# Problem requirements
Beginning with the first line of the material, set down each line exactly as written, up to and including the line with "write but before".

# Data extract

---*---

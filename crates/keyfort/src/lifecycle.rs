// SPDX-FileCopyrightText: 2026 Keyfort Contributors
// SPDX-License-Identifier: MIT OR Apache-2.0

//! Key lifecycle orchestration: create, edit, delete, reveal, revalidate.
//!
//! Every save flow runs its stages strictly in sequence -- duplicate check,
//! then optional validation, then persistence -- because each stage's
//! outcome gates the next. All methods are plain `async fn`s and cancel-safe
//! at every await: dropping a save future after the secret write but before
//! the metadata insert leaves an orphaned secret entry, which stays
//! invisible and harmless.

use std::sync::Arc;

use keyfort_core::{
    ApiKeyRecord, DuplicateCheck, KeyfortError, Platform, SecretStore, ValidationOutcome,
};
use keyfort_storage::queries;
use keyfort_storage::Database;
use keyfort_validation::ValidationDispatcher;
use secrecy::{ExposeSecret, SecretString};
use tracing::{info, warn};
use uuid::Uuid;

use crate::duplicate::DuplicateDetector;

const NAME_REQUIRED: &str = "Введите название ключа";
const VALUE_REQUIRED: &str = "Введите значение ключа";
const PLATFORM_REQUIRED: &str = "Выберите или введите название платформы";

/// Input for saving a brand-new key.
#[derive(Debug, Clone)]
pub struct NewKeyRequest {
    pub display_name: String,
    pub secret_value: String,
    pub platform_name: String,
    /// Icon payload carried onto the platform row if it gets created.
    pub custom_icon: Option<String>,
    pub note: Option<String>,
    /// Session-level "validation already failed, save anyway" flag: set by
    /// the caller when re-submitting after a failed validation attempt, so
    /// the key is stored with `is_valid = false` and no further request is
    /// made.
    pub validation_already_failed: bool,
}

/// Input for editing an existing key.
#[derive(Debug, Clone)]
pub struct UpdateKeyRequest {
    pub key_id: i64,
    pub display_name: String,
    pub secret_value: String,
    pub platform_name: String,
    pub custom_icon: Option<String>,
    pub note: Option<String>,
}

/// Terminal outcome of a new-key save flow.
#[derive(Debug, Clone, PartialEq, Eq)]
pub enum SaveOutcome {
    /// The key was persisted.
    Saved { record: ApiKeyRecord },
    /// The value is already stored under an existing record; nothing was
    /// validated or persisted. The caller should clear the candidate value
    /// from its transient state before re-prompting.
    Duplicate {
        existing: ApiKeyRecord,
        platform_name: String,
    },
    /// Validation did not confirm the key; nothing was persisted. The
    /// caller may re-submit with `validation_already_failed` set to store
    /// the key anyway with `is_valid = false`.
    ValidationFailed { outcome: ValidationOutcome },
}

/// Coordinates the secret store, metadata store, duplicate detector, and
/// validation dispatcher for every user-initiated key action.
///
/// Handles are injected at construction; there is no ambient global state.
pub struct KeyLifecycle {
    db: Database,
    secrets: Arc<dyn SecretStore>,
    dispatcher: ValidationDispatcher,
    detector: DuplicateDetector,
}

impl KeyLifecycle {
    pub fn new(
        db: Database,
        secrets: Arc<dyn SecretStore>,
        dispatcher: ValidationDispatcher,
    ) -> Self {
        let detector = DuplicateDetector::new(db.clone(), secrets.clone());
        Self {
            db,
            secrets,
            dispatcher,
            detector,
        }
    }

    /// Whether `platform_name` supports live validation.
    pub fn supports_validation(&self, platform_name: &str) -> bool {
        self.dispatcher.supports_validation(platform_name)
    }

    /// Validate a key value against a platform's provider.
    pub async fn validate_key(&self, platform_name: &str, secret: &str) -> ValidationOutcome {
        self.dispatcher.validate_key(platform_name, secret).await
    }

    /// Scan the secret store for `candidate`, optionally skipping one
    /// reference (used during edits).
    pub async fn check_for_duplicate(
        &self,
        candidate: &str,
        exclude_reference: Option<&str>,
    ) -> Result<DuplicateCheck, KeyfortError> {
        self.detector
            .check_for_duplicate(candidate, exclude_reference)
            .await
    }

    /// Save a new key: duplicate check, optional validation, persistence.
    ///
    /// Stage order is load-bearing: persistence never happens after a
    /// duplicate hit, and no network request is made for duplicates,
    /// unsupported platforms, or re-submissions after a failed validation.
    pub async fn save_new_key(&self, request: NewKeyRequest) -> Result<SaveOutcome, KeyfortError> {
        validate_required_fields(
            &request.display_name,
            &request.secret_value,
            &request.platform_name,
        )?;

        match self
            .detector
            .check_for_duplicate(&request.secret_value, None)
            .await?
        {
            DuplicateCheck::Duplicate {
                existing,
                platform_name,
            } => {
                info!(existing_id = existing.id, "rejected duplicate key value");
                return Ok(SaveOutcome::Duplicate {
                    existing,
                    platform_name,
                });
            }
            DuplicateCheck::NotDuplicate => {}
        }

        let mut is_valid = false;
        if !request.validation_already_failed
            && self.dispatcher.supports_validation(&request.platform_name)
        {
            let outcome = self
                .dispatcher
                .validate_key(&request.platform_name, &request.secret_value)
                .await;
            if outcome.is_valid() {
                is_valid = true;
            } else {
                // Not a hard failure: transient provider or network trouble
                // must never lock a user out of storing a key. The caller
                // decides whether to re-submit and save unvalidated.
                return Ok(SaveOutcome::ValidationFailed { outcome });
            }
        }

        let record = self.persist_new_key(&request, is_valid).await?;
        Ok(SaveOutcome::Saved { record })
    }

    /// Edit an existing key's value and metadata.
    ///
    /// An unchanged secret value keeps the record's `is_valid` flag; a
    /// changed value is re-encrypted in place and resets the flag to false
    /// (the user re-validates explicitly). No duplicate check runs here.
    pub async fn update_key(
        &self,
        request: UpdateKeyRequest,
    ) -> Result<ApiKeyRecord, KeyfortError> {
        validate_required_fields(
            &request.display_name,
            &request.secret_value,
            &request.platform_name,
        )?;

        let existing = queries::keys::get_key_by_id(&self.db, request.key_id)
            .await?
            .ok_or_else(|| KeyfortError::NotFound(format!("api key {}", request.key_id)))?;

        let platform = queries::platforms::get_or_create_platform(
            &self.db,
            &request.platform_name,
            request.custom_icon.as_deref(),
        )
        .await?;

        // An unreadable current value counts as changed, so the entry gets
        // rewritten rather than silently kept.
        let current = match self.secrets.get(&existing.secret_ref).await {
            Ok(value) => value,
            Err(e) => {
                warn!(key_id = existing.id, error = %e,
                    "stored value unreadable during edit, treating as changed");
                None
            }
        };
        let value_changed = current
            .map(|stored| stored.expose_secret() != request.secret_value)
            .unwrap_or(true);

        let mut is_valid = existing.is_valid;
        if value_changed {
            self.secrets
                .update(&request.secret_value, &existing.secret_ref)
                .await?;
            is_valid = false;
        }

        let updated = ApiKeyRecord {
            id: existing.id,
            display_name: request.display_name.clone(),
            secret_ref: existing.secret_ref.clone(),
            platform_id: platform.id,
            created_at: existing.created_at.clone(),
            is_valid,
            note: normalize_note(request.note.as_deref()),
        };
        queries::keys::update_key(&self.db, &updated).await?;

        info!(key_id = updated.id, value_changed, "api key updated");
        Ok(updated)
    }

    /// Delete a key, its secret entry, and -- if it was the last key of a
    /// non-default platform -- the platform row.
    ///
    /// The key count is read before any deletion so the cascade decision
    /// comes from a consistent snapshot.
    pub async fn delete_key(&self, key_id: i64) -> Result<(), KeyfortError> {
        let record = queries::keys::get_key_by_id(&self.db, key_id)
            .await?
            .ok_or_else(|| KeyfortError::NotFound(format!("api key {key_id}")))?;

        let platform = queries::platforms::get_platform_by_id(&self.db, record.platform_id).await?;
        let key_count =
            queries::platforms::key_count_for_platform(&self.db, record.platform_id).await?;
        let is_last_key = key_count == 1;

        // The secret entry goes first; if that fails, the metadata stays
        // untouched and the operation aborts.
        self.secrets.delete(&record.secret_ref).await?;
        queries::keys::delete_key(&self.db, record.id).await?;

        if is_last_key {
            if let Some(platform) = platform {
                if !platform.is_default() {
                    queries::platforms::delete_platform(&self.db, platform.id).await?;
                    info!(platform = %platform.name, "removed empty custom platform");
                }
            }
        }

        info!(key_id, "api key deleted");
        Ok(())
    }

    /// Re-run validation for a stored key and fold the outcome into its
    /// `is_valid` flag.
    ///
    /// Only definitive outcomes move the flag: `Valid` sets it, `Invalid`
    /// clears it, and unknown-status outcomes (server or network trouble)
    /// leave it as it was.
    pub async fn revalidate_key(&self, key_id: i64) -> Result<ValidationOutcome, KeyfortError> {
        let record = queries::keys::get_key_by_id(&self.db, key_id)
            .await?
            .ok_or_else(|| KeyfortError::NotFound(format!("api key {key_id}")))?;
        let platform = queries::platforms::get_platform_by_id(&self.db, record.platform_id)
            .await?
            .ok_or_else(|| KeyfortError::NotFound(format!("platform {}", record.platform_id)))?;
        let secret = self
            .secrets
            .get(&record.secret_ref)
            .await?
            .ok_or_else(|| {
                KeyfortError::NotFound(format!("secret entry {}", record.secret_ref))
            })?;

        let outcome = self
            .dispatcher
            .validate_key(&platform.name, secret.expose_secret())
            .await;

        let new_flag = match outcome {
            ValidationOutcome::Valid => Some(true),
            ValidationOutcome::Invalid { .. } => Some(false),
            _ => None,
        };
        if let Some(is_valid) = new_flag {
            if is_valid != record.is_valid {
                let mut updated = record;
                updated.is_valid = is_valid;
                queries::keys::update_key(&self.db, &updated).await?;
            }
        }

        Ok(outcome)
    }

    /// Fetch a key record by id.
    pub async fn get_key(&self, key_id: i64) -> Result<Option<ApiKeyRecord>, KeyfortError> {
        queries::keys::get_key_by_id(&self.db, key_id).await
    }

    /// Decrypt and return a record's secret value (detail/copy path).
    pub async fn reveal_secret(
        &self,
        record: &ApiKeyRecord,
    ) -> Result<Option<SecretString>, KeyfortError> {
        self.secrets.get(&record.secret_ref).await
    }

    /// List all platforms, sorted by name.
    pub async fn list_platforms(&self) -> Result<Vec<Platform>, KeyfortError> {
        queries::platforms::list_platforms(&self.db).await
    }

    /// List one platform's keys, most recently created first.
    pub async fn list_platform_keys(
        &self,
        platform_id: i64,
    ) -> Result<Vec<ApiKeyRecord>, KeyfortError> {
        queries::keys::list_keys_for_platform(&self.db, platform_id).await
    }

    /// Remove custom platform rows with zero keys. Default platforms are
    /// never removed. Returns the number of rows deleted.
    pub async fn cleanup_empty_custom_platforms(&self) -> Result<usize, KeyfortError> {
        queries::platforms::delete_empty_custom_platforms(
            &self.db,
            &keyfort_core::DEFAULT_PLATFORMS,
        )
        .await
    }

    async fn persist_new_key(
        &self,
        request: &NewKeyRequest,
        is_valid: bool,
    ) -> Result<ApiKeyRecord, KeyfortError> {
        let reference = Uuid::new_v4().to_string();

        // Write ordering invariant: the secret must land before any
        // metadata references it, so a failed write leaves no orphaned
        // record pointing at a missing secret.
        self.secrets.save(&request.secret_value, &reference).await?;

        let platform = queries::platforms::get_or_create_platform(
            &self.db,
            &request.platform_name,
            request.custom_icon.as_deref(),
        )
        .await?;

        let record = queries::keys::insert_key(
            &self.db,
            &request.display_name,
            &reference,
            platform.id,
            is_valid,
            normalize_note(request.note.as_deref()).as_deref(),
        )
        .await?;

        info!(key_id = record.id, platform = %platform.name, is_valid, "api key saved");
        Ok(record)
    }
}

fn validate_required_fields(
    display_name: &str,
    secret_value: &str,
    platform_name: &str,
) -> Result<(), KeyfortError> {
    if display_name.trim().is_empty() {
        return Err(KeyfortError::InvalidInput(NAME_REQUIRED.to_string()));
    }
    if secret_value.trim().is_empty() {
        return Err(KeyfortError::InvalidInput(VALUE_REQUIRED.to_string()));
    }
    if platform_name.trim().is_empty() {
        return Err(KeyfortError::InvalidInput(PLATFORM_REQUIRED.to_string()));
    }
    Ok(())
}

fn normalize_note(note: Option<&str>) -> Option<String> {
    let trimmed = note?.trim();
    if trimmed.is_empty() {
        None
    } else {
        Some(trimmed.to_string())
    }
}
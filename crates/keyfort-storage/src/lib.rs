// SPDX-FileCopyrightText: 2026 Keyfort Contributors
// SPDX-License-Identifier: MIT OR Apache-2.0

//! SQLite persistence layer for the Keyfort credential vault.
//!
//! Provides WAL-mode SQLite storage with embedded migrations, a
//! single-writer concurrency model via `tokio-rusqlite`, and typed CRUD
//! operations for platforms and API key metadata records. The encrypted
//! secret store's tables are created here too, but only `keyfort-secrets`
//! reads or writes them.

pub mod database;
pub mod migrations;
pub mod models;
pub mod queries;

pub use database::Database;
pub use models::*;
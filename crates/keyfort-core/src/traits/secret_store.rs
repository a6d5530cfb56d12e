// SPDX-FileCopyrightText: 2026 Keyfort Contributors
// SPDX-License-Identifier: MIT OR Apache-2.0

//! Opaque encrypted key-value store for plaintext secret values.

use async_trait::async_trait;
use secrecy::SecretString;

use crate::error::KeyfortError;

/// Contract for the encrypted secret store.
///
/// Values are addressed solely by an opaque reference string and are never
/// exposed unencrypted outside the implementation, except through
/// [`SecretStore::get`], which hands the plaintext back wrapped in a
/// [`SecretString`].
///
/// There is deliberately no way to look a value up by content: duplicate
/// detection enumerates [`SecretStore::list_references`] and compares each
/// decrypted value, accepting an O(n) scan rather than maintaining a
/// plaintext or equality-preserving index.
#[async_trait]
pub trait SecretStore: Send + Sync {
    /// Store `value` under `reference`, overwriting any existing entry.
    async fn save(&self, value: &str, reference: &str) -> Result<(), KeyfortError>;

    /// Retrieve the value stored under `reference`.
    ///
    /// Returns `Ok(None)` for a missing reference. A present-but-unreadable
    /// entry (corrupted ciphertext, failed decryption) is an `Err`; scanning
    /// callers skip such entries rather than aborting.
    async fn get(&self, reference: &str) -> Result<Option<SecretString>, KeyfortError>;

    /// Replace the value stored under `reference` in place.
    async fn update(&self, value: &str, reference: &str) -> Result<(), KeyfortError>;

    /// Remove the entry stored under `reference`.
    async fn delete(&self, reference: &str) -> Result<(), KeyfortError>;

    /// Enumerate every reference currently present in the store.
    async fn list_references(&self) -> Result<Vec<String>, KeyfortError>;

    /// Whether an entry exists under `reference`.
    async fn exists(&self, reference: &str) -> Result<bool, KeyfortError>;
}
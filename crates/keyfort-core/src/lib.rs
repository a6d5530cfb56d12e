// SPDX-FileCopyrightText: 2026 Keyfort Contributors
// SPDX-License-Identifier: MIT OR Apache-2.0

//! Core library for the Keyfort credential vault.
//!
//! This crate provides the error taxonomy, shared domain types, and the
//! adapter traits ([`SecretStore`], [`ProviderValidator`]) implemented by
//! the other workspace crates. It performs no I/O of its own.

pub mod error;
pub mod traits;
pub mod types;

// Re-export key items at crate root for ergonomic imports.
pub use error::KeyfortError;
pub use traits::{ProviderValidator, SecretStore};
pub use types::{
    ApiKeyRecord, DuplicateCheck, Platform, ValidationOutcome, DEFAULT_PLATFORMS,
    is_default_platform,
};
// SPDX-FileCopyrightText: 2026 Keyfort Contributors
// SPDX-License-Identifier: MIT OR Apache-2.0

//! Configuration system for the Keyfort credential vault.
//!
//! Serde model structs with per-field defaults plus a Figment loader that
//! merges compiled defaults, TOML files, and `KEYFORT_` environment
//! variables.

pub mod loader;
pub mod model;

pub use loader::{load_config, load_config_from_path, load_config_from_str};
pub use model::{KeyfortConfig, SecretsConfig, StorageConfig, ValidationConfig};
// SPDX-FileCopyrightText: 2026 Keyfort Contributors
// SPDX-License-Identifier: MIT OR Apache-2.0

//! Test utilities for Keyfort integration tests.
//!
//! Provides mock adapters for fast, deterministic, CI-runnable tests
//! without real crypto, SQLite, or provider APIs.
//!
//! # Components
//!
//! - [`MockSecretStore`] - In-memory secret store with failure injection
//! - [`MockValidator`] - Provider validator with a fixed outcome

pub mod mock_secret_store;
pub mod mock_validator;

pub use mock_secret_store::MockSecretStore;
pub use mock_validator::MockValidator;
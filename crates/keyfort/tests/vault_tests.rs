// SPDX-FileCopyrightText: 2026 Keyfort Contributors
// SPDX-License-Identifier: MIT OR Apache-2.0

//! Full-stack tests through [`keyfort::open_vault`]: real SQLite metadata
//! store, real encrypted secret store, real dispatcher. Only platforms
//! outside the validation allow-list are used, so no network is touched.

use keyfort::{NewKeyRequest, SaveOutcome};
use keyfort_config::{KeyfortConfig, SecretsConfig};
use secrecy::{ExposeSecret, SecretString};

fn test_config(dir: &tempfile::TempDir) -> KeyfortConfig {
    let mut config = KeyfortConfig::default();
    config.storage.database_path = dir
        .path()
        .join("vault.db")
        .to_str()
        .unwrap()
        .to_string();
    // Low KDF cost for fast tests.
    config.secrets = SecretsConfig {
        kdf_memory_cost: 32768,
        kdf_iterations: 2,
        kdf_parallelism: 1,
    };
    config
}

fn new_request(name: &str, value: &str, platform: &str) -> NewKeyRequest {
    NewKeyRequest {
        display_name: name.to_string(),
        secret_value: value.to_string(),
        platform_name: platform.to_string(),
        custom_icon: None,
        note: None,
        validation_already_failed: false,
    }
}

#[tokio::test]
async fn vault_survives_reopen_with_the_same_passphrase() {
    let dir = tempfile::tempdir().unwrap();
    let config = test_config(&dir);
    let passphrase = SecretString::from("correct horse battery staple".to_string());

    let record = {
        let vault = keyfort::open_vault(&config, &passphrase).await.unwrap();
        match vault
            .save_new_key(new_request("ci token", "ghp_example123456", "GitHub"))
            .await
            .unwrap()
        {
            SaveOutcome::Saved { record } => record,
            other => panic!("expected Saved, got {other:?}"),
        }
        // Vault dropped here: simulates app shutdown.
    };

    let vault = keyfort::open_vault(&config, &passphrase).await.unwrap();
    let reloaded = vault.get_key(record.id).await.unwrap().unwrap();
    assert_eq!(reloaded.display_name, "ci token");

    let revealed = vault.reveal_secret(&reloaded).await.unwrap().unwrap();
    assert_eq!(revealed.expose_secret(), "ghp_example123456");
}

#[tokio::test]
async fn wrong_passphrase_fails_to_open_an_existing_vault() {
    let dir = tempfile::tempdir().unwrap();
    let config = test_config(&dir);

    let vault = keyfort::open_vault(&config, &SecretString::from("right".to_string()))
        .await
        .unwrap();
    drop(vault);

    let result = keyfort::open_vault(&config, &SecretString::from("wrong".to_string())).await;
    assert!(result.is_err());
}

#[tokio::test]
async fn duplicate_detection_works_over_the_real_encrypted_store() {
    let dir = tempfile::tempdir().unwrap();
    let config = test_config(&dir);
    let passphrase = SecretString::from("pass".to_string());

    let vault = keyfort::open_vault(&config, &passphrase).await.unwrap();
    let first = match vault
        .save_new_key(new_request("original", "shared-value", "Reve AI"))
        .await
        .unwrap()
    {
        SaveOutcome::Saved { record } => record,
        other => panic!("expected Saved, got {other:?}"),
    };

    let outcome = vault
        .save_new_key(new_request("copy", "shared-value", "GitHub"))
        .await
        .unwrap();

    match outcome {
        SaveOutcome::Duplicate {
            existing,
            platform_name,
        } => {
            assert_eq!(existing.id, first.id);
            assert_eq!(platform_name, "Reve AI");
        }
        other => panic!("expected Duplicate, got {other:?}"),
    }
}

#[tokio::test]
async fn allow_list_is_wired_through_the_facade() {
    let dir = tempfile::tempdir().unwrap();
    let config = test_config(&dir);
    let vault = keyfort::open_vault(&config, &SecretString::from("pass".to_string()))
        .await
        .unwrap();

    for platform in ["Anthropic", "DeepSeek", "Gemini", "OpenAI", "Hailuo"] {
        assert!(vault.supports_validation(platform), "{platform}");
    }
    for platform in ["Reve AI", "GitHub", "Google Image Search", "CustomTool"] {
        assert!(!vault.supports_validation(platform), "{platform}");
    }
}
// SPDX-FileCopyrightText: 2026 Keyfort Contributors
// SPDX-License-Identifier: MIT OR Apache-2.0

//! Duplicate detection across the encrypted secret store.

use std::sync::Arc;

use keyfort_core::{DuplicateCheck, KeyfortError, SecretStore};
use keyfort_storage::queries;
use keyfort_storage::Database;
use secrecy::ExposeSecret;
use tracing::warn;

/// Platform name reported when a matched record's platform row is missing.
const UNKNOWN_PLATFORM: &str = "Неизвестно";

/// Scans every stored secret for an exact value match.
///
/// The store has no index by value, so this is an O(n) linear scan with one
/// decrypt-and-compare per entry -- acceptable because a personal vault
/// holds tens of keys, not thousands.
pub struct DuplicateDetector {
    db: Database,
    secrets: Arc<dyn SecretStore>,
}

impl DuplicateDetector {
    pub fn new(db: Database, secrets: Arc<dyn SecretStore>) -> Self {
        Self { db, secrets }
    }

    /// Check whether `candidate` is already stored under another reference.
    ///
    /// `exclude_reference` skips one reference from the scan -- used during
    /// edits so a key is not flagged against itself. An entry that cannot
    /// be read is skipped with a warning; partial corruption of one entry
    /// must not block the rest of the scan. A matching entry with no
    /// owning metadata record is likewise skipped.
    pub async fn check_for_duplicate(
        &self,
        candidate: &str,
        exclude_reference: Option<&str>,
    ) -> Result<DuplicateCheck, KeyfortError> {
        let references = self.secrets.list_references().await?;

        for reference in references {
            if Some(reference.as_str()) == exclude_reference {
                continue;
            }

            let stored = match self.secrets.get(&reference).await {
                Ok(Some(value)) => value,
                Ok(None) => continue,
                Err(e) => {
                    warn!(reference = %reference, error = %e,
                        "skipping unreadable secret entry during duplicate scan");
                    continue;
                }
            };

            if stored.expose_secret() != candidate {
                continue;
            }

            let Some(existing) = queries::keys::get_key_by_secret_ref(&self.db, &reference).await?
            else {
                continue;
            };

            let platform_name =
                queries::platforms::get_platform_by_id(&self.db, existing.platform_id)
                    .await?
                    .map(|platform| platform.name)
                    .unwrap_or_else(|| UNKNOWN_PLATFORM.to_string());

            return Ok(DuplicateCheck::Duplicate {
                existing,
                platform_name,
            });
        }

        Ok(DuplicateCheck::NotDuplicate)
    }
}

#[cfg(test)]
mod tests {
    use super::*;
    use keyfort_test_utils::MockSecretStore;
    use tempfile::tempdir;

    async fn setup_db() -> (Database, tempfile::TempDir) {
        let dir = tempdir().unwrap();
        let db_path = dir.path().join("dup_test.db");
        let db = Database::open(db_path.to_str().unwrap()).await.unwrap();
        (db, dir)
    }

    async fn insert_record(db: &Database, platform: &str, name: &str, secret_ref: &str) {
        let platform = queries::platforms::get_or_create_platform(db, platform, None)
            .await
            .unwrap();
        queries::keys::insert_key(db, name, secret_ref, platform.id, false, None)
            .await
            .unwrap();
    }

    #[tokio::test]
    async fn empty_store_is_not_duplicate() {
        let (db, _dir) = setup_db().await;
        let store = Arc::new(MockSecretStore::new());
        let detector = DuplicateDetector::new(db, store);

        let result = detector.check_for_duplicate("sk-new", None).await.unwrap();
        assert_eq!(result, DuplicateCheck::NotDuplicate);
    }

    #[tokio::test]
    async fn exact_match_reports_owning_record_and_platform() {
        let (db, _dir) = setup_db().await;
        let store = Arc::new(
            MockSecretStore::with_entries(&[("ref-1", "sk-stored"), ("ref-2", "sk-other")]).await,
        );
        insert_record(&db, "Anthropic", "work key", "ref-1").await;
        insert_record(&db, "OpenAI", "other key", "ref-2").await;

        let detector = DuplicateDetector::new(db, store);
        let result = detector
            .check_for_duplicate("sk-stored", None)
            .await
            .unwrap();

        match result {
            DuplicateCheck::Duplicate {
                existing,
                platform_name,
            } => {
                assert_eq!(existing.display_name, "work key");
                assert_eq!(existing.secret_ref, "ref-1");
                assert_eq!(platform_name, "Anthropic");
            }
            other => panic!("expected Duplicate, got {other:?}"),
        }
    }

    #[tokio::test]
    async fn detection_is_symmetric_for_equal_values() {
        let (db, _dir) = setup_db().await;
        let store = Arc::new(
            MockSecretStore::with_entries(&[("ref-a", "sk-same"), ("ref-b", "sk-same")]).await,
        );
        insert_record(&db, "Anthropic", "key a", "ref-a").await;
        insert_record(&db, "Gemini", "key b", "ref-b").await;

        let detector = DuplicateDetector::new(db, store);

        // Without exclusion, the shared value is a duplicate from either side.
        let result = detector.check_for_duplicate("sk-same", None).await.unwrap();
        assert!(matches!(result, DuplicateCheck::Duplicate { .. }));

        // Excluding one reference still finds the other copy.
        let result = detector
            .check_for_duplicate("sk-same", Some("ref-a"))
            .await
            .unwrap();
        match result {
            DuplicateCheck::Duplicate { existing, .. } => {
                assert_eq!(existing.secret_ref, "ref-b");
            }
            other => panic!("expected Duplicate, got {other:?}"),
        }
    }

    #[tokio::test]
    async fn excluding_own_reference_is_not_duplicate() {
        let (db, _dir) = setup_db().await;
        let store = Arc::new(MockSecretStore::with_entries(&[("ref-self", "sk-mine")]).await);
        insert_record(&db, "DeepSeek", "my key", "ref-self").await;

        let detector = DuplicateDetector::new(db, store);
        let result = detector
            .check_for_duplicate("sk-mine", Some("ref-self"))
            .await
            .unwrap();
        assert_eq!(result, DuplicateCheck::NotDuplicate);
    }

    #[tokio::test]
    async fn corrupt_entry_is_skipped_without_aborting_the_scan() {
        let (db, _dir) = setup_db().await;
        let store = Arc::new(
            MockSecretStore::with_entries(&[
                ("ref-1-corrupt", "unreachable"),
                ("ref-2", "sk-clean"),
                ("ref-3", "sk-target"),
            ])
            .await,
        );
        store.corrupt_entry("ref-1-corrupt").await;
        insert_record(&db, "Hailuo", "target key", "ref-3").await;

        let detector = DuplicateDetector::new(db, store);
        let result = detector
            .check_for_duplicate("sk-target", None)
            .await
            .unwrap();

        match result {
            DuplicateCheck::Duplicate { existing, .. } => {
                assert_eq!(existing.secret_ref, "ref-3");
            }
            other => panic!("expected Duplicate past the corrupt entry, got {other:?}"),
        }
    }

    #[tokio::test]
    async fn match_without_metadata_record_keeps_scanning() {
        let (db, _dir) = setup_db().await;
        // ref-orphan has the value but no api_keys row; ref-owned has both.
        let store = Arc::new(
            MockSecretStore::with_entries(&[("ref-orphan", "sk-dup"), ("ref-owned", "sk-dup")])
                .await,
        );
        insert_record(&db, "OpenAI", "owned key", "ref-owned").await;

        let detector = DuplicateDetector::new(db, store);
        let result = detector.check_for_duplicate("sk-dup", None).await.unwrap();

        match result {
            DuplicateCheck::Duplicate { existing, .. } => {
                assert_eq!(existing.secret_ref, "ref-owned");
            }
            other => panic!("expected Duplicate via the owned reference, got {other:?}"),
        }
    }
}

---*---

# Task response
filename crates/keyfort/src/lifecycle.rs
// SPDX-FileCopyrightText: 2026 Keyfort Contributors
// SPDX-License-Identifier: MIT OR Apache-2.0

//! Key lifecycle orchestration: create, edit, delete, reveal, revalidate.
//!
//! Every save flow runs its stages strictly in sequence -- duplicate check,
//! then optional validation, then persistence -- because each stage's
//! outcome gates the next. All methods are plain `async fn`s and cancel-safe
//! at every await: dropping a save future after the secret write but before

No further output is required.